Published in Automated Trader Magazine Issue 27 Q4 2012

The volume of digital content is forecast to surge to a staggering 2.7 zettabytes in 2012. How big is that? One of those is 10 to the 21st power. We're talking billions and billions of terabytes. What's more, at least 90 percent of that will be unstructured, made up of enormous numbers of files based on social media or web-enabled processes. How do companies turn this information soup into something palatable? The short answer is, in lots of ways. Adam Cox reports.

The Year of Big Data. The challenges of putting trillions of odd-shaped pegs into neat little holes

This is the year when "Big Data" becomes a must-have competency, according to International Data Corporation. Its forecast volume of 2.7 zettabytes for the world's digital content represents a 48 percent jump from the 2011 total. Most of that - social media files, text, images, videos, audio - is unstructured and will offer formidable challenges for business information (BI) specialists. But don't expect those firms to be daunted.

"As businesses seek to squeeze high-value insights from this data, IDC expects to see offerings that more closely integrate data and analytics technologies, such as in-memory databases and BI tools, move into the mainstream," IDC said in a report on this year's data outlook.

How do information specialists make sense of all this unstructured data and what are the key hurdles they face?

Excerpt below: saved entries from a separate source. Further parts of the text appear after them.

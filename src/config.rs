//! Configuration types for spread-scout

use rust_decimal::Decimal;
use serde::Deserialize;

/// Root configuration structure
#[derive(Debug, Clone, Deserialize)]
pub struct Config {
    /// Underlying equity symbol (e.g. "SPY")
    pub symbol: String,
    #[serde(default)]
    pub quote: QuoteConfig,
    #[serde(default)]
    pub chain: ChainConfig,
    #[serde(default)]
    pub engine: EngineConfig,
    #[serde(default)]
    pub ranker: RankerConfig,
    #[serde(default)]
    pub hub: HubConfig,
    #[serde(default)]
    pub cache: CacheConfig,
    pub telemetry: TelemetryConfig,
}

/// Underlying price lookup configuration
#[derive(Debug, Clone, Deserialize)]
pub struct QuoteConfig {
    /// Providers tried in priority order
    #[serde(default = "default_providers")]
    pub providers: Vec<String>,

    /// Price served when every provider fails
    #[serde(default = "default_fallback_price")]
    pub fallback_price: Decimal,

    /// Per-request timeout in seconds
    #[serde(default = "default_http_timeout_secs")]
    pub timeout_secs: u64,
}

fn default_providers() -> Vec<String> {
    vec!["yahoo".to_string(), "stooq".to_string()]
}
fn default_fallback_price() -> Decimal {
    Decimal::new(250, 0)
}
fn default_http_timeout_secs() -> u64 {
    10
}

impl Default for QuoteConfig {
    fn default() -> Self {
        Self {
            providers: default_providers(),
            fallback_price: default_fallback_price(),
            timeout_secs: default_http_timeout_secs(),
        }
    }
}

/// Option-chain lookup configuration
#[derive(Debug, Clone, Deserialize)]
pub struct ChainConfig {
    /// Base URL of the options endpoint
    #[serde(default = "default_chain_base_url")]
    pub base_url: String,

    /// Per-request timeout in seconds
    #[serde(default = "default_http_timeout_secs")]
    pub timeout_secs: u64,

    /// Maximum number of listed expirations fetched per refresh
    #[serde(default = "default_max_expirations")]
    pub max_expirations: usize,
}

fn default_chain_base_url() -> String {
    "https://query1.finance.yahoo.com/v7/finance".to_string()
}
fn default_max_expirations() -> usize {
    3
}

impl Default for ChainConfig {
    fn default() -> Self {
        Self {
            base_url: default_chain_base_url(),
            timeout_secs: default_http_timeout_secs(),
            max_expirations: default_max_expirations(),
        }
    }
}

/// Spread pairing configuration
#[derive(Debug, Clone, Deserialize)]
pub struct EngineConfig {
    /// Target days-to-expiration for candidate spreads
    #[serde(default = "default_target_dte")]
    pub target_dte: i64,

    /// Inclusive window around the target (target ± window)
    #[serde(default = "default_dte_window")]
    pub dte_window: i64,

    /// Implied volatility assumed when leg quotes carry none
    #[serde(default = "default_iv")]
    pub default_iv: f64,
}

fn default_target_dte() -> i64 {
    7
}
fn default_dte_window() -> i64 {
    2
}
fn default_iv() -> f64 {
    0.30
}

impl Default for EngineConfig {
    fn default() -> Self {
        Self {
            target_dte: 7,
            dte_window: 2,
            default_iv: 0.30,
        }
    }
}

/// Risk policy applied before recommendations are served
#[derive(Debug, Clone, Deserialize)]
pub struct RankerConfig {
    /// Minimum credit received, exclusive
    #[serde(default = "default_min_credit")]
    pub min_credit: Decimal,

    /// Minimum profit-to-loss ratio, exclusive
    #[serde(default = "default_min_risk_reward")]
    pub min_risk_reward: Decimal,

    /// Minimum days-to-expiration, inclusive
    #[serde(default = "default_min_dte")]
    pub min_dte: i64,

    /// Maximum days-to-expiration, inclusive
    #[serde(default = "default_max_dte")]
    pub max_dte: i64,

    /// Number of survivors served
    #[serde(default = "default_max_results")]
    pub max_results: usize,
}

fn default_min_credit() -> Decimal {
    Decimal::new(15, 2) // 0.15
}
fn default_min_risk_reward() -> Decimal {
    Decimal::new(25, 2) // 0.25
}
fn default_min_dte() -> i64 {
    5
}
fn default_max_dte() -> i64 {
    10
}
fn default_max_results() -> usize {
    10
}

impl Default for RankerConfig {
    fn default() -> Self {
        Self {
            min_credit: default_min_credit(),
            min_risk_reward: default_min_risk_reward(),
            min_dte: 5,
            max_dte: 10,
            max_results: 10,
        }
    }
}

/// Broadcast hub refresh cadence and retry policy
#[derive(Debug, Clone, Deserialize)]
pub struct HubConfig {
    #[serde(default = "default_price_interval")]
    pub price_interval_secs: u64,

    #[serde(default = "default_spreads_interval")]
    pub spreads_interval_secs: u64,

    #[serde(default = "default_news_interval")]
    pub news_interval_secs: u64,

    #[serde(default = "default_calendar_interval")]
    pub calendar_interval_secs: u64,

    /// Per-subscriber channel capacity; slow consumers are skipped, not awaited
    #[serde(default = "default_channel_capacity")]
    pub channel_capacity: usize,

    /// First retry delay while establishing a topic feed (milliseconds)
    #[serde(default = "default_initial_retry_ms")]
    pub initial_retry_ms: u64,

    /// Retry delay cap (milliseconds)
    #[serde(default = "default_max_retry_ms")]
    pub max_retry_ms: u64,

    /// Establishment attempts before settling into tick cadence
    #[serde(default = "default_max_connect_attempts")]
    pub max_connect_attempts: u32,
}

fn default_price_interval() -> u64 {
    5
}
fn default_spreads_interval() -> u64 {
    30
}
fn default_news_interval() -> u64 {
    120
}
fn default_calendar_interval() -> u64 {
    3600
}
fn default_channel_capacity() -> usize {
    64
}
fn default_initial_retry_ms() -> u64 {
    1_000
}
fn default_max_retry_ms() -> u64 {
    16_000
}
fn default_max_connect_attempts() -> u32 {
    5
}

impl Default for HubConfig {
    fn default() -> Self {
        Self {
            price_interval_secs: 5,
            spreads_interval_secs: 30,
            news_interval_secs: 120,
            calendar_interval_secs: 3600,
            channel_capacity: 64,
            initial_retry_ms: 1_000,
            max_retry_ms: 16_000,
            max_connect_attempts: 5,
        }
    }
}

/// Memoization TTLs per topic
#[derive(Debug, Clone, Deserialize)]
pub struct CacheConfig {
    #[serde(default = "default_price_ttl")]
    pub price_ttl_secs: u64,

    #[serde(default = "default_spreads_ttl")]
    pub spreads_ttl_secs: u64,

    #[serde(default = "default_news_ttl")]
    pub news_ttl_secs: u64,

    #[serde(default = "default_calendar_ttl")]
    pub calendar_ttl_secs: u64,

    /// Interval of the background sweep that evicts never-reread keys
    #[serde(default = "default_sweep_interval")]
    pub sweep_interval_secs: u64,
}

fn default_price_ttl() -> u64 {
    30
}
fn default_spreads_ttl() -> u64 {
    30
}
fn default_news_ttl() -> u64 {
    60
}
fn default_calendar_ttl() -> u64 {
    14_400
}
fn default_sweep_interval() -> u64 {
    60
}

impl Default for CacheConfig {
    fn default() -> Self {
        Self {
            price_ttl_secs: 30,
            spreads_ttl_secs: 30,
            news_ttl_secs: 60,
            calendar_ttl_secs: 14_400,
            sweep_interval_secs: 60,
        }
    }
}

/// Telemetry configuration
#[derive(Debug, Clone, Deserialize)]
pub struct TelemetryConfig {
    pub metrics_port: u16,
    pub log_level: String,
    pub otlp_endpoint: Option<String>,
}

impl Config {
    /// Load configuration from a TOML file
    pub fn load(path: impl AsRef<std::path::Path>) -> anyhow::Result<Self> {
        let content = std::fs::read_to_string(path)?;
        let config: Config = toml::from_str(&content)?;
        Ok(config)
    }
}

In the realm of financial markets, much comes down to the techniques they use to process textual data.

BT Radianz, which focuses on telecoms for the financial markets, is seeing an increasing number of information providers coming onto the network focused on delivering unstructured data that is reshaped into structured data.

Michael Cooper

Michael Cooper

"I have a feel for it, and that feeling is that it's broadening and increasing," said Michael Cooper, BT Radianz's chief technology officer, referring to the use of unstructured data. "The base of what people are using is definitely broadening and I think that the frequency or volume of that data is increasing as well."

That presents one of the most immediate challenges to this trend: data capacity. "So one of the things you have to do with this type of data, you really have to use it intelligently," Cooper said. That means not only dealing with the scale of the volume, which he suggests is actually manageable, but also addressing its fluid nature, which is less so.